-- Data for this exercise follows --

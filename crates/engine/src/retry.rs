//! Backoff for backend outages
//!
//! Contains RetryConfig, which controls how long recompute waits out a
//! `BackendUnavailable` store or record source before giving up. Version
//! conflicts are not retried here: they are resolved by re-reading.

use geostats_core::{Error, Result};
use serde::{Deserialize, Serialize};
use std::time::Duration;
use tracing::warn;

// ============================================================================
// Retry Configuration
// ============================================================================

/// Configuration for backend-outage retry behavior
///
/// # Example
/// ```ignore
/// let config = RetryConfig {
///     max_retries: 5,
///     base_delay_ms: 10,
///     max_delay_ms: 200,
/// };
/// let records = config.run("scan", || source.scan("Station"))?;
/// ```
#[derive(Debug, Clone, PartialEq, Eq, Serialize, Deserialize)]
#[serde(default)]
pub struct RetryConfig {
    /// Maximum number of retry attempts (0 = no retries)
    pub max_retries: usize,
    /// Base delay between retries in milliseconds (exponential backoff)
    pub base_delay_ms: u64,
    /// Maximum delay between retries in milliseconds
    pub max_delay_ms: u64,
}

impl Default for RetryConfig {
    fn default() -> Self {
        Self {
            max_retries: 3,
            base_delay_ms: 10,
            max_delay_ms: 100,
        }
    }
}

impl RetryConfig {
    /// Create a new RetryConfig with default values
    pub fn new() -> Self {
        Self::default()
    }

    /// Create a RetryConfig with no retries
    pub fn no_retry() -> Self {
        Self {
            max_retries: 0,
            ..Default::default()
        }
    }

    /// Set maximum number of retries
    pub fn with_max_retries(mut self, max_retries: usize) -> Self {
        self.max_retries = max_retries;
        self
    }

    /// Set base delay for exponential backoff
    pub fn with_base_delay_ms(mut self, base_delay_ms: u64) -> Self {
        self.base_delay_ms = base_delay_ms;
        self
    }

    /// Set maximum delay between retries
    pub fn with_max_delay_ms(mut self, max_delay_ms: u64) -> Self {
        self.max_delay_ms = max_delay_ms;
        self
    }

    /// Calculate delay for a given attempt (exponential backoff)
    pub fn calculate_delay(&self, attempt: usize) -> Duration {
        // Cap the shift to prevent overflow (1 << 63 is the max for u64)
        let shift = attempt.min(63);
        let multiplier = 1u64 << shift;
        let delay_ms = self.base_delay_ms.saturating_mul(multiplier);
        Duration::from_millis(delay_ms.min(self.max_delay_ms))
    }

    /// Run `op`, retrying while it fails with `BackendUnavailable`
    ///
    /// Any other error is returned at once. After `max_retries` retries the
    /// last outage is returned.
    pub fn run<T, F>(&self, what: &str, mut op: F) -> Result<T>
    where
        F: FnMut() -> Result<T>,
    {
        let mut attempt = 0;
        loop {
            match op() {
                Err(Error::BackendUnavailable(reason)) if attempt < self.max_retries => {
                    let delay = self.calculate_delay(attempt);
                    warn!(
                        target: "geostats::recompute",
                        op = what,
                        attempt = attempt + 1,
                        delay_ms = delay.as_millis() as u64,
                        reason = %reason,
                        "Backend unavailable, backing off"
                    );
                    std::thread::sleep(delay);
                    attempt += 1;
                }
                other => return other,
            }
        }
    }
}
//! Shared test utilities for the integration suites.
//!
//! Import via `mod common;` from a test's main.rs.

#![allow(dead_code)]

use geostats::testing::MemoryRecordSource;
use geostats::{
    AlgebraRegistry, BindingSpec, BoundingBox, EngineConfig, FieldValue, Record, RecordSource,
    ShardedStatisticsStore, StatResult, StatisticId, StatisticKind, StatisticsEngine, TimeRange,
};
use std::sync::Arc;

pub const STATION: &str = "Station";

/// Every built-in kind that reads a Station field
pub fn station_specs() -> Vec<BindingSpec> {
    vec![
        BindingSpec::field(StatisticKind::bounding_extent("geom")),
        BindingSpec::field(StatisticKind::time_range("observed")),
        BindingSpec::field(StatisticKind::sum("depth")),
        BindingSpec::field(StatisticKind::numeric_range("depth")),
        BindingSpec::field(StatisticKind::histogram("depth", 8, 0, 800)),
        BindingSpec::field(StatisticKind::distinct_count("operator", 10)),
    ]
}

/// Engine over a fresh in-memory store with its own registry
pub fn engine_with_registry(
    registry: Arc<AlgebraRegistry>,
    config: EngineConfig,
) -> (StatisticsEngine, Arc<MemoryRecordSource>) {
    let source = Arc::new(MemoryRecordSource::new());
    let engine = StatisticsEngine::with_registry(
        Arc::new(ShardedStatisticsStore::new()),
        Arc::clone(&source) as Arc<dyn RecordSource>,
        registry,
        config,
    )
    .unwrap();
    (engine, source)
}

/// Engine with Station registered for every built-in kind
pub fn station_engine(config: EngineConfig) -> (StatisticsEngine, Arc<MemoryRecordSource>) {
    let (engine, source) = engine_with_registry(Arc::new(AlgebraRegistry::with_builtins()), config);
    engine.register_type(STATION, &station_specs()).unwrap();
    (engine, source)
}

/// Deterministic Station record
pub fn station(i: u64) -> Record {
    let x = (i % 50) as f64;
    let y = (i % 7) as f64;
    Record::new(format!("s{:05}", i), STATION)
        .with_field("geom", FieldValue::Envelope(BoundingBox::new(x, y, x + 1.0, y + 1.0)))
        .with_field("observed", FieldValue::Time(TimeRange::instant(1_000 + i as i64)))
        .with_field("depth", FieldValue::Int((i * 37 % 800) as i64))
        .with_field("operator", FieldValue::Text(format!("op{}", i % 9)))
}

/// Insert into the record store, then tell the engine
pub fn add(engine: &StatisticsEngine, source: &MemoryRecordSource, record: Record) {
    source.insert(record.clone());
    engine.ingest(&record).unwrap();
}

/// (kind, result) rows of a record type, in identity order
pub fn results(engine: &StatisticsEngine, record_type: &str) -> Vec<(String, StatResult)> {
    engine
        .statistics_for(record_type)
        .unwrap()
        .into_iter()
        .map(|row| (row.kind, row.result.unwrap()))
        .collect()
}

pub fn result_of(engine: &StatisticsEngine, id: &StatisticId) -> StatResult {
    engine.statistic(id).unwrap().unwrap().result().unwrap()
}

/// Results a fresh engine computes from exactly `records`
pub fn expected_results(records: &[Record]) -> Vec<(String, StatResult)> {
    let (fresh, _) = station_engine(EngineConfig::default());
    fresh.ingest_batch(records).unwrap();
    results(&fresh, STATION)
}
//! Algebra registry for dynamic statistic kinds
//!
//! The registry maps a statistic kind (tag plus parameters) to the algebra
//! that maintains it, so the dispatcher never hardcodes per-kind behavior.
//!
//! ## Usage
//!
//! ```rust,ignore
//! let registry = AlgebraRegistry::with_builtins();
//!
//! // Built-in kinds resolve on demand for any valid parameters
//! let extent = registry.lookup(&StatisticKind::bounding_extent("geom"))?;
//!
//! // Third-party kinds are registered at startup
//! registry.register(Arc::new(MedianAlgebra::new("depth")))?;
//! ```
//!
//! Registration is append-only and expected at startup; steady-state
//! traffic only reads.

use crate::algebra::StatisticAlgebra;
use crate::builtin::builtin_algebra;
use geostats_core::{Error, Result, StatisticKind};
use once_cell::sync::Lazy;
use parking_lot::RwLock;
use std::collections::HashMap;
use std::sync::Arc;
use tracing::debug;

static GLOBAL: Lazy<Arc<AlgebraRegistry>> = Lazy::new(|| Arc::new(AlgebraRegistry::with_builtins()));

/// Registry of statistic algebras
///
/// Maintains:
/// - Kind -> algebra for every registered or already-resolved kind
/// - Whether built-in tags resolve on demand
pub struct AlgebraRegistry {
    /// Algebras by kind
    algebras: RwLock<HashMap<StatisticKind, Arc<dyn StatisticAlgebra>>>,
    /// Resolve built-in tags lazily on lookup
    builtins: bool,
}

impl AlgebraRegistry {
    /// Create an empty registry without built-ins
    pub fn new() -> Self {
        AlgebraRegistry {
            algebras: RwLock::new(HashMap::new()),
            builtins: false,
        }
    }

    /// Create a registry that resolves built-in kinds on demand
    pub fn with_builtins() -> Self {
        AlgebraRegistry {
            algebras: RwLock::new(HashMap::new()),
            builtins: true,
        }
    }

    /// Process-wide registry with built-ins enabled
    pub fn global() -> Arc<AlgebraRegistry> {
        Arc::clone(&GLOBAL)
    }

    /// Register an algebra under its kind
    ///
    /// # Errors
    ///
    /// Returns `DuplicateKind` if the kind is already present, including a
    /// built-in kind that has already been resolved.
    pub fn register(&self, algebra: Arc<dyn StatisticAlgebra>) -> Result<()> {
        let kind = algebra.kind().clone();
        let mut algebras = self.algebras.write();
        if algebras.contains_key(&kind) {
            return Err(Error::DuplicateKind(kind));
        }
        debug!(target: "geostats::registry", kind = %kind, invertible = algebra.is_invertible(), "Algebra registered");
        algebras.insert(kind, algebra);
        Ok(())
    }

    /// Look up the algebra for a kind
    ///
    /// # Errors
    ///
    /// Returns `UnknownKind` if the kind is neither registered nor a
    /// built-in, or `InvalidKind` if built-in parameters are rejected.
    pub fn lookup(&self, kind: &StatisticKind) -> Result<Arc<dyn StatisticAlgebra>> {
        if let Some(algebra) = self.algebras.read().get(kind) {
            return Ok(Arc::clone(algebra));
        }
        if !self.builtins || !kind.tag().is_builtin() {
            return Err(Error::UnknownKind(kind.clone()));
        }
        let built = builtin_algebra(kind)?;
        // A concurrent lookup may have resolved the same kind first
        let mut algebras = self.algebras.write();
        let algebra = algebras.entry(kind.clone()).or_insert(built);
        Ok(Arc::clone(algebra))
    }

    /// Check if a kind is present (registered or resolved)
    pub fn contains(&self, kind: &StatisticKind) -> bool {
        self.algebras.read().contains_key(kind)
    }

    /// All present kinds, sorted
    pub fn kinds(&self) -> Vec<StatisticKind> {
        let mut kinds: Vec<_> = self.algebras.read().keys().cloned().collect();
        kinds.sort();
        kinds
    }

    /// Get the number of present kinds
    pub fn len(&self) -> usize {
        self.algebras.read().len()
    }

    /// Check if the registry is empty
    pub fn is_empty(&self) -> bool {
        self.algebras.read().is_empty()
    }
}

impl Default for AlgebraRegistry {
    fn default() -> Self {
        Self::with_builtins()
    }
}

impl std::fmt::Debug for AlgebraRegistry {
    fn fmt(&self, f: &mut std::fmt::Formatter<'_>) -> std::fmt::Result {
        f.debug_struct("AlgebraRegistry")
            .field("kind_count", &self.len())
            .field("builtins", &self.builtins)
            .finish()
    }
}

-- Data for this exercise concluded --

Assignment: Beginning at the line with "let (fresh, _)" and stopping after the line with "use once_cell::sync::Lazy;", please write out every line of the data above exactly and nothing else.

Answer below:
    let (fresh, _) = station_engine(EngineConfig::default());
    fresh.ingest_batch(records).unwrap();
    results(&fresh, STATION)
}
//! Algebra registry for dynamic statistic kinds
//!
//! The registry maps a statistic kind (tag plus parameters) to the algebra
//! that maintains it, so the dispatcher never hardcodes per-kind behavior.
//!
//! ## Usage
//!
//! ```rust,ignore
//! let registry = AlgebraRegistry::with_builtins();
//!
//! // Built-in kinds resolve on demand for any valid parameters
//! let extent = registry.lookup(&StatisticKind::bounding_extent("geom"))?;
//!
//! // Third-party kinds are registered at startup
//! registry.register(Arc::new(MedianAlgebra::new("depth")))?;
//! ```
//!
//! Registration is append-only and expected at startup; steady-state
//! traffic only reads.

use crate::algebra::StatisticAlgebra;
use crate::builtin::builtin_algebra;
use geostats_core::{Error, Result, StatisticKind};
use once_cell::sync::Lazy;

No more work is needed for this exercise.